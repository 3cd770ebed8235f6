use std::fmt;
use std::path::PathBuf;

/// Why a capture could not be analyzed at all.
#[derive(Debug, Clone, Copy, PartialEq, Eq)]
pub enum Unreadable {
    /// No frames, or no frames that parsed into packets.
    NoPackets,
    /// Not a single housekeeping packet, so its domain cannot be derived.
    NoHousekeeping,
    /// Housekeeping packets exist but all are above the rollover ceiling.
    HousekeepingAboveCeiling,
}

impl fmt::Display for Unreadable {
    fn fmt(&self, f: &mut fmt::Formatter<'_>) -> fmt::Result {
        match self {
            Self::NoPackets => write!(f, "no packets"),
            Self::NoHousekeeping => write!(f, "no housekeeping packets"),
            Self::HousekeepingAboveCeiling => {
                write!(f, "no housekeeping packets at or below the rollover ceiling")
            }
        }
    }
}

#[derive(thiserror::Error, Debug)]
#[non_exhaustive]
pub enum Error {
    #[error(transparent)]
    Io(#[from] std::io::Error),

    /// Frame too short for the framing profile's header offsets.
    #[error("malformed frame: {actual} bytes, need at least {minimum}")]
    MalformedFrame { actual: usize, minimum: usize },

    #[error("unreadable capture: {0}")]
    UnreadableCapture(Unreadable),

    /// Command record carries a discriminant we do not know.
    #[error("unrecognized command discriminant {0}")]
    CodecMismatch(u8),

    #[error("Not enough bytes")]
    NotEnoughData {
        /// Number of bytes we got
        actual: usize,
        /// Minimum number of expected bytes
        minimum: usize,
    },

    /// Sequence value does not fit the 2-byte command range field.
    #[error("sequence {0} does not fit a command range field")]
    RangeOverflow(u32),

    #[error("invalid capture timestamp: {0}")]
    InvalidTimestamp(String),

    #[error("ledger write to {path:?} failed")]
    LedgerWrite {
        path: PathBuf,
        #[source]
        source: std::io::Error,
    },

    #[error("invalid config: {0}")]
    Config(String),

    #[error(transparent)]
    Json(#[from] serde_json::Error),
}

pub type Result<T> = std::result::Result<T, Error>;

==================================================

> _Assignment_
Filter the entries above and copy only the lines that hold "path".

> _Result for this exercise_
use std::path::PathBuf;
    #[error("ledger write to {path:?} failed")]
        path: PathBuf,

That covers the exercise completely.